(Nanowerk Spotlight) Quantum dots (QDs) are nanoscale crystals of semiconductor material that exhibit excellent optoelectronic properties such as tunable emission wavelength, narrow emission spectrum, and high photoluminescence yields. First discovered in the 1980s, these materials have been the focus of intense research because of their potential to provide significant advantages in a wide variety of optical applications, among them light-emitting diodes (LEDs). Quantum dots are expected to deliver lower cost, higher energy efficiency and greater wavelength control for a wide range of products, including lamps, displays and photovoltaics.
Ever since the first cadmium selenide (CdSe) QD-based light-emitting devices (QLEDs) were reported in 1994, the dominant materials for QLEDs investigated since then have been limited to wurtzite or zinc blende Cd-based QDs. Similarly, the best developed and studied colloidal QD lasers have been fabricated from Cd-based semiconductors.

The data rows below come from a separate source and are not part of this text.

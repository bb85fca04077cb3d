/*
[INPUT]:  HTTP client configuration and API endpoints
[OUTPUT]: HTTP responses unwrapped from the status envelope
[POS]:    HTTP layer - REST API communication
[UPDATE]: When adding new endpoint groups or changing client behavior
*/

pub mod client;
pub mod cryptocurrency;
pub mod error;

pub use error::{CoinMarketCapError, Result};

pub use client::{
    API_KEY_HEADER, ClientConfig, CoinMarketCapClient, PRODUCTION_BASE_URL, SANDBOX_BASE_URL,
};
pub use cryptocurrency::Cryptocurrency;
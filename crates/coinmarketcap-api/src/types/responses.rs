/*
[INPUT]:  `status` object carried by every API response
[OUTPUT]: Typed status envelope
[POS]:    Data layer - type definitions for API communication
[UPDATE]: When the envelope gains fields
*/

use chrono::{DateTime, Utc};
use serde::de::DeserializeOwned;
use serde::{Deserialize, Deserializer, Serialize};
use serde_json::Value;

/// Status envelope present on every CoinMarketCap response, success or not
#[derive(Debug, Clone, PartialEq, Serialize, Deserialize)]
pub struct Status {
    pub error_code: i64,
    #[serde(default, deserialize_with = "lenient")]
    pub error_message: Option<String>,
    pub credit_count: u64,
    #[serde(default, deserialize_with = "lenient")]
    pub timestamp: Option<DateTime<Utc>>,
    /// Server-side processing time in milliseconds
    #[serde(default, deserialize_with = "lenient")]
    pub elapsed: Option<u64>,
    #[serde(default, deserialize_with = "lenient")]
    pub notice: Option<String>,
}

/// Informational fields must not fail the envelope; an unexpected shape reads as `None`.
fn lenient<'de, D, T>(deserializer: D) -> std::result::Result<Option<T>, D::Error>
where
    D: Deserializer<'de>,
    T: DeserializeOwned,
{
    let value = Option::<Value>::deserialize(deserializer)?;
    Ok(value.and_then(|value| serde_json::from_value(value).ok()))
}

impl Status {
    pub fn is_success(&self) -> bool {
        self.error_code == 0
    }
}
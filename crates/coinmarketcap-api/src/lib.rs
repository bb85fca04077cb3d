/*
[INPUT]:  Crate modules and public type definitions
[OUTPUT]: Public CoinMarketCap client crate surface
[POS]:    Crate root - module wiring
[UPDATE]: When public modules or exports change
*/

pub mod http;
pub mod types;

// Re-export commonly used types from http
pub use http::{
    ClientConfig,
    CoinMarketCapClient,
    CoinMarketCapError,
    Cryptocurrency,
    Result,
};

// Re-export all types
pub use types::*;
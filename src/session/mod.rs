//! Shell session management module
//!
//! This module provides the shell session controller, which serves the
//! history protocol on a shell's channel, and a loopback driver that plays
//! the shell's side from standard input.

pub mod loopback;
pub mod shell_controller;

pub use loopback::run_loopback;
pub use shell_controller::{
    ControllerState, HandleSlot, SessionStats, ShellController, StartupHandle,
};
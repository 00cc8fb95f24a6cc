use tokio::task::LocalSet;
use termsession::{
    AppResult,
    cli::{Cli, Commands},
    config::Config,
    init_logging,
    session::run_loopback,
};

#[tokio::main(flavor = "current_thread")]
async fn main() -> AppResult<()> {
    let cli = Cli::parse_args();

    // Load configuration
    let config = Config::load_or_default(&cli.config_file);

    // Initialize logging
    let _log_guard = init_logging(
        &cli.effective_log_level(&config.log_level),
        &config.log.file_path,
    )?;

    tracing::info!("termsession starting...");
    tracing::debug!("CLI arguments: {:?}", cli);

    match cli.command() {
        Commands::Config { action } => Config::handle_command(&action, &cli.config_file)?,
        Commands::Run => LocalSet::new().run_until(run_loopback(&config)).await?,
    }

    Ok(())
}
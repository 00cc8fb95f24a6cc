//! Shared command history store
//!
//! One store is shared by every shell session on the reactor thread. Each
//! session registers a client and receives a [`HistorySubscription`]; entries
//! added through one subscription are pushed to every other registered
//! client as remote entries.

use anyhow::{Context, Result};
use std::cell::RefCell;
use std::collections::{BTreeMap, VecDeque};
use std::fs::OpenOptions;
use std::io::Write;
use std::path::{Path, PathBuf};
use std::rc::{Rc, Weak};
use tracing::{debug, info, warn};

use crate::config::HistoryConfig;

type RemoteEntryHandler = Rc<dyn Fn(&[u8])>;

/// Identifier of one registered client
#[derive(Debug, Clone, Copy, PartialEq, Eq, PartialOrd, Ord, Hash)]
pub struct ClientId(u64);

struct HistoryState {
    entries: VecDeque<Vec<u8>>,
    max_entries: usize,
    clients: BTreeMap<ClientId, RemoteEntryHandler>,
    next_client: u64,
    file_path: Option<PathBuf>,
}

/// Cloneable handle to the shared history
#[derive(Clone)]
pub struct SharedHistory {
    state: Rc<RefCell<HistoryState>>,
}

impl SharedHistory {
    /// Create an empty in-memory history
    pub fn new(max_entries: usize) -> Self {
        Self::with_entries(Vec::<Vec<u8>>::new(), max_entries)
    }

    /// Create an in-memory history seeded with `entries`, oldest first
    pub fn with_entries<I, E>(entries: I, max_entries: usize) -> Self
    where
        I: IntoIterator<Item = E>,
        E: Into<Vec<u8>>,
    {
        let max_entries = max_entries.max(1);
        let mut entries: VecDeque<Vec<u8>> = entries.into_iter().map(Into::into).collect();
        while entries.len() > max_entries {
            entries.pop_front();
        }

        Self {
            state: Rc::new(RefCell::new(HistoryState {
                entries,
                max_entries,
                clients: BTreeMap::new(),
                next_client: 0,
                file_path: None,
            })),
        }
    }

    /// Load a newline-delimited history file, appending new entries to it.
    ///
    /// A missing file starts an empty history.
    pub fn load<P: AsRef<Path>>(path: P, max_entries: usize) -> Result<Self> {
        let path = path.as_ref();
        let entries: Vec<Vec<u8>> = if path.exists() {
            let content = std::fs::read(path)
                .with_context(|| format!("Failed to read history file: {}", path.display()))?;
            content
                .split(|byte| *byte == b'\n')
                .filter(|line| !line.is_empty())
                .map(<[u8]>::to_vec)
                .collect()
        } else {
            debug!("History file {} does not exist yet", path.display());
            Vec::new()
        };

        let history = Self::with_entries(entries, max_entries);
        history.state.borrow_mut().file_path = Some(path.to_path_buf());
        info!(
            "Loaded {} history entries from {}",
            history.len(),
            path.display()
        );
        Ok(history)
    }

    /// Build the store described by the history configuration
    pub fn from_config(config: &HistoryConfig) -> Result<Self> {
        if config.file_path.trim().is_empty() {
            Ok(Self::new(config.max_entries))
        } else {
            Self::load(&config.file_path, config.max_entries)
        }
    }

    /// Register a client notified of entries added by other clients
    pub fn register_client<F>(&self, on_remote_entry: F) -> HistorySubscription
    where
        F: Fn(&[u8]) + 'static,
    {
        let mut state = self.state.borrow_mut();
        state.next_client += 1;
        let client = ClientId(state.next_client);
        state.clients.insert(client, Rc::new(on_remote_entry));
        debug!("Registered history client {:?}", client);

        HistorySubscription {
            client,
            history: Rc::downgrade(&self.state),
        }
    }

    /// Snapshot of all entries, oldest first
    pub fn entries(&self) -> Vec<Vec<u8>> {
        self.state.borrow().entries.iter().cloned().collect()
    }

    pub fn len(&self) -> usize {
        self.state.borrow().entries.len()
    }

    pub fn is_empty(&self) -> bool {
        self.state.borrow().entries.is_empty()
    }

    pub fn client_count(&self) -> usize {
        self.state.borrow().clients.len()
    }

    fn add_entry_from(state: &RefCell<HistoryState>, origin: ClientId, entry: Vec<u8>) {
        let recipients: Vec<RemoteEntryHandler> = {
            let mut state = state.borrow_mut();
            if let Some(path) = &state.file_path {
                if let Err(e) = append_to_file(path, &entry) {
                    warn!("Failed to persist history entry: {:#}", e);
                }
            }

            state.entries.push_back(entry.clone());
            while state.entries.len() > state.max_entries {
                state.entries.pop_front();
            }

            state
                .clients
                .iter()
                .filter(|(client, _)| **client != origin)
                .map(|(_, handler)| handler.clone())
                .collect()
        };

        debug!(
            "Client {:?} added an entry, notifying {} other clients",
            origin,
            recipients.len()
        );
        for handler in recipients {
            handler(&entry[..]);
        }
    }
}

fn append_to_file(path: &Path, entry: &[u8]) -> Result<()> {
    if entry.contains(&b'\n') {
        anyhow::bail!("multi-line entries are kept in memory only");
    }
    let mut file = OpenOptions::new()
        .create(true)
        .append(true)
        .open(path)
        .with_context(|| format!("Failed to open history file: {}", path.display()))?;
    file.write_all(entry)
        .and_then(|()| file.write_all(b"\n"))
        .with_context(|| format!("Failed to append to history file: {}", path.display()))?;
    Ok(())
}

/// A client's registration with the shared history; dropping it unregisters
pub struct HistorySubscription {
    client: ClientId,
    history: Weak<RefCell<HistoryState>>,
}

impl HistorySubscription {
    pub fn client_id(&self) -> ClientId {
        self.client
    }

    /// Deliver the ordered entries as of this call, once, on a later reactor turn.
    ///
    /// Must be called from within a `LocalSet`.
    pub fn read_initial_entries<F>(&self, callback: F)
    where
        F: FnOnce(Vec<Vec<u8>>) + 'static,
    {
        let mut snapshot = Vec::new();
        if let Some(state) = self.history.upgrade() {
            snapshot.extend(state.borrow().entries.iter().cloned());
        }
        tokio::task::spawn_local(async move {
            callback(snapshot);
        });
    }

    /// Record an entry typed in this client's shell
    pub fn add_entry(&self, entry: impl Into<Vec<u8>>) {
        match self.history.upgrade() {
            Some(state) => SharedHistory::add_entry_from(&state, self.client, entry.into()),
            None => debug!("History store is gone, dropping entry"),
        }
    }

    pub fn is_registered(&self) -> bool {
        self.history
            .upgrade()
            .is_some_and(|state| state.borrow().clients.contains_key(&self.client))
    }

    /// Remove this client from the store; safe to call more than once
    pub fn unregister(&self) {
        if let Some(state) = self.history.upgrade() {
            if state.borrow_mut().clients.remove(&self.client).is_some() {
                debug!("Unregistered history client {:?}", self.client);
            }
        }
    }
}

impl Drop for HistorySubscription {
    fn drop(&mut self) {
        self.unregister();
    }
}

#[cfg(test)]
mod tests {
    use super::*;
    use std::cell::Cell;
    use tempfile::TempDir;
    use tokio::task::LocalSet;

    fn entries_of(lines: &[&str]) -> Vec<Vec<u8>> {
        lines.iter().map(|line| line.as_bytes().to_vec()).collect()
    }

    fn recorder() -> (Rc<RefCell<Vec<Vec<u8>>>>, impl Fn(&[u8]) + 'static) {
        let seen = Rc::new(RefCell::new(Vec::new()));
        let sink = seen.clone();
        (seen, move |entry: &[u8]| sink.borrow_mut().push(entry.to_vec()))
    }

    #[test]
    fn test_entries_pushed_to_other_clients_only() {
        let history = SharedHistory::new(100);
        let (seen_a, on_a) = recorder();
        let (seen_b, on_b) = recorder();
        let a = history.register_client(on_a);
        let _b = history.register_client(on_b);

        a.add_entry("make build");

        assert_eq!(history.entries(), entries_of(&["make build"]));
        assert!(seen_a.borrow().is_empty());
        assert_eq!(*seen_b.borrow(), entries_of(&["make build"]));
    }

    #[test]
    fn test_entries_are_stored_and_pushed_verbatim() {
        let history = SharedHistory::new(100);
        let (seen, on_entry) = recorder();
        let a = history.register_client(|_| {});
        let _b = history.register_client(on_entry);
        let raw = vec![0xff, b'l', b's', 0x00, 0xc3];

        a.add_entry(raw.clone());

        assert_eq!(history.entries(), vec![raw.clone()]);
        assert_eq!(*seen.borrow(), vec![raw]);
    }

    #[test]
    fn test_drop_unregisters() {
        let history = SharedHistory::new(100);
        let calls = Rc::new(Cell::new(0));
        let counter = calls.clone();
        let subscription = history.register_client(move |_| counter.set(counter.get() + 1));
        let other = history.register_client(|_| {});
        assert_eq!(history.client_count(), 2);

        subscription.unregister();
        subscription.unregister();
        assert!(!subscription.is_registered());
        assert_eq!(history.client_count(), 1);

        other.add_entry("ls");
        assert_eq!(calls.get(), 0);

        drop(subscription);
        drop(other);
        assert_eq!(history.client_count(), 0);
    }

    #[test]
    fn test_max_entries_drops_oldest() {
        let history = SharedHistory::with_entries(["a", "b", "c"], 2);
        assert_eq!(history.entries(), entries_of(&["b", "c"]));

        let client = history.register_client(|_| {});
        client.add_entry("d");
        assert_eq!(history.entries(), entries_of(&["c", "d"]));
    }

    #[test]
    fn test_subscription_outliving_store_is_inert() {
        let history = SharedHistory::new(10);
        let client = history.register_client(|_| {});
        drop(history);

        client.add_entry("ls");
        assert!(!client.is_registered());
    }

    #[tokio::test]
    async fn test_read_initial_entries_snapshots_at_call_time() {
        LocalSet::new()
            .run_until(async {
                let history = SharedHistory::with_entries(["ls"], 10);
                let client = history.register_client(|_| {});
                let delivered = Rc::new(RefCell::new(None));

                let slot = delivered.clone();
                client.read_initial_entries(move |entries| *slot.borrow_mut() = Some(entries));
                client.add_entry("pwd");
                assert!(delivered.borrow().is_none());

                tokio::task::yield_now().await;
                assert_eq!(*delivered.borrow(), Some(entries_of(&["ls"])));
            })
            .await;
    }

    #[test]
    fn test_load_and_persist() {
        let dir = TempDir::new().unwrap();
        let path = dir.path().join("history");
        std::fs::write(&path, "ls\ncd /tmp\n").unwrap();

        let history = SharedHistory::load(&path, 100).unwrap();
        assert_eq!(history.entries(), entries_of(&["ls", "cd /tmp"]));

        let client = history.register_client(|_| {});
        client.add_entry("git status");
        client.add_entry("echo 'a\nb'");
        client.add_entry(vec![b'x', 0xfe]);
        drop(client);
        drop(history);

        let reloaded = SharedHistory::load(&path, 100).unwrap();
        let mut expected = entries_of(&["ls", "cd /tmp", "git status"]);
        expected.push(vec![b'x', 0xfe]);
        assert_eq!(reloaded.entries(), expected);
    }

    #[test]
    fn test_load_missing_file_starts_empty() {
        let dir = TempDir::new().unwrap();
        let history = SharedHistory::load(dir.path().join("absent"), 100).unwrap();
        assert!(history.is_empty());
    }
}
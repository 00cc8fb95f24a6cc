//! Shared memory regions transferable alongside channel messages

use std::sync::{Arc, Mutex, MutexGuard, PoisonError};

use super::types::ChannelError;

/// Largest region that can be allocated
pub const MAX_SHARED_MEMORY_SIZE: usize = 64 * 1024 * 1024;

/// Fixed-size byte region; clones refer to the same memory
#[derive(Debug, Clone)]
pub struct SharedMemory {
    data: Arc<Mutex<Vec<u8>>>,
}

impl SharedMemory {
    /// Allocate a zero-filled region of `size` bytes
    pub fn create(size: usize) -> Result<Self, ChannelError> {
        if size > MAX_SHARED_MEMORY_SIZE {
            return Err(ChannelError::NoMemory);
        }
        Ok(Self {
            data: Arc::new(Mutex::new(vec![0; size])),
        })
    }

    /// Allocate a region holding exactly `bytes`
    pub fn from_bytes(bytes: &[u8]) -> Result<Self, ChannelError> {
        let region = Self::create(bytes.len())?;
        region.write(0, bytes)?;
        Ok(region)
    }

    pub fn size(&self) -> usize {
        self.lock().len()
    }

    /// Copy `bytes` into the region starting at `offset`
    pub fn write(&self, offset: usize, bytes: &[u8]) -> Result<(), ChannelError> {
        let mut data = self.lock();
        let end = Self::checked_end(offset, bytes.len(), data.len())?;
        data[offset..end].copy_from_slice(bytes);
        Ok(())
    }

    /// Copy `len` bytes out of the region starting at `offset`
    pub fn read(&self, offset: usize, len: usize) -> Result<Vec<u8>, ChannelError> {
        let data = self.lock();
        let end = Self::checked_end(offset, len, data.len())?;
        Ok(data[offset..end].to_vec())
    }

    /// Copy of the whole region
    pub fn read_all(&self) -> Vec<u8> {
        self.lock().clone()
    }

    fn checked_end(offset: usize, len: usize, size: usize) -> Result<usize, ChannelError> {
        offset
            .checked_add(len)
            .filter(|end| *end <= size)
            .ok_or_else(|| {
                ChannelError::OutOfRange(format!(
                    "range {}+{} exceeds region of {} bytes",
                    offset, len, size
                ))
            })
    }

    fn lock(&self) -> MutexGuard<'_, Vec<u8>> {
        self.data.lock().unwrap_or_else(PoisonError::into_inner)
    }
}

#[cfg(test)]
mod tests {
    use super::*;

    #[test]
    fn test_from_bytes_sizes_region_to_contents() {
        let region = SharedMemory::from_bytes(b"ls\ncd /tmp\n").unwrap();
        assert_eq!(region.size(), 11);
        assert_eq!(region.read_all(), b"ls\ncd /tmp\n");
    }

    #[test]
    fn test_clones_share_memory() {
        let region = SharedMemory::create(4).unwrap();
        let other = region.clone();
        other.write(1, b"ab").unwrap();
        assert_eq!(region.read(0, 4).unwrap(), vec![0, b'a', b'b', 0]);
    }

    #[test]
    fn test_out_of_range_access_is_rejected() {
        let region = SharedMemory::create(2).unwrap();
        assert!(matches!(
            region.write(1, b"xyz"),
            Err(ChannelError::OutOfRange(_))
        ));
        assert!(matches!(
            region.read(usize::MAX, 2),
            Err(ChannelError::OutOfRange(_))
        ));
    }

    #[test]
    fn test_oversized_allocation_fails() {
        assert_eq!(
            SharedMemory::create(MAX_SHARED_MEMORY_SIZE + 1).unwrap_err(),
            ChannelError::NoMemory
        );
    }
}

Now, researchers have presented a new family of photoelectric materials for light-emitting devices: colloidal all-inorganic perovskite cesium lead halide QDs. This new material could find applications in LEDs and lasers, and has an especially big potential in high-performance displays, lighting, monochromatic narrow-band photodetectors, and optical communications.
"We discovered that our newly engineered quantum dots possess superior optical gain properties, representing a new class of solution processed, low-threshold, truly stable and wavelength-tunable gain materials," Professor Haibo Zeng, Director of the Institute of Optoelectronics & Nanomaterials at Nanjing University of Science and Technology, tells Nanowerk. "The solution process ability of these QDs also makes them applicable for device fabrication from simple and cost-effective printing and spraying technologies."
QLEDs based on all-inorganic perovskite cesium lead halide QDs. (Image: Institute of Optoelectronics & Nanomaterials, Nanjing University of Science and Technology)
The current research in Zeng's group focuses on novel light-emitting materials, in particular high stable nanomaterials for displays and lighting applications.
In the past two years, halide perovskite materials have been demonstrated to be intriguing semiconductors with outstanding high performance for solar cells. Zeng and his team is convinced that these materials also have a huge potential for LEDs and lasers.
"When the CsPbX3 perovskite QDs with tunable emission wavelength, narrow emission spectrum, and high luminescent efficiency were reported, we started to study various applications of these QDs – light-emitting devices, laser, and photodetectors," Zeng notes.
According to the team's new findings, all-inorganic colloidal perovskite cesium lead halide quantum dots have several merits, such as luminescence wavelength tuned by both the size and the halide composite (Cl, Br, and I), high photoluminescence quantum yields and high ink stability.
Furthermore, this new QD material is easily prepared via a typical synthesis method by hot-injecting cesium stearate into PbBr2 solution at 170°C. The involved ionic metathesis reaction takes only several seconds because the nucleation and growth kinetics are very fast, which is obviously beneficial for future industrial production.
Secondly, It is the first time to report the QLEDs based on all-inorganic perovskite cesium lead halide nanocrystals, which present a new photoelectric material for light-emitting devices.
Old and new quatum dots parameters comparison.
Going forward, the researchers plan to study various aspects of the new material, such as the stabilities of CsPbX3, the device performance, and the QD backlight displays.
"Our plans for the next stages of our investigation are to further increase the stability of cesium lead halide material and improve the performance of the QLED devices, as well as the displays process by backlight techniques," says Zeng.
One particular issue is that, compared to organic-inorganic halide perovskites, the all-inorganic CsPbX3 perovskites have higher stability but they are still sensitive to water and air. The team is confident this can be solved by surface passivation or polymer/QDs composite microspheres in order to fabricate high-performance and practical quantum dot display devices.
As witnessed by the above-mentioned research reports, the unique size, composition-dependent photoluminescence properties, and high photoluminescence yields of CsPbX3 QDs have motivated increasingly active research into their use in next-generation display technologies.
If the remaining fabrication issues can be resolved, it can be expected that all-inorganic perovskite cesium lead halide will be widely used in numerous fields such as photoluminescence, electroluminescence, monochromatic narrowband photodetectors, bioimaging, visible optical communication fields, solar cells, lasers, and displays.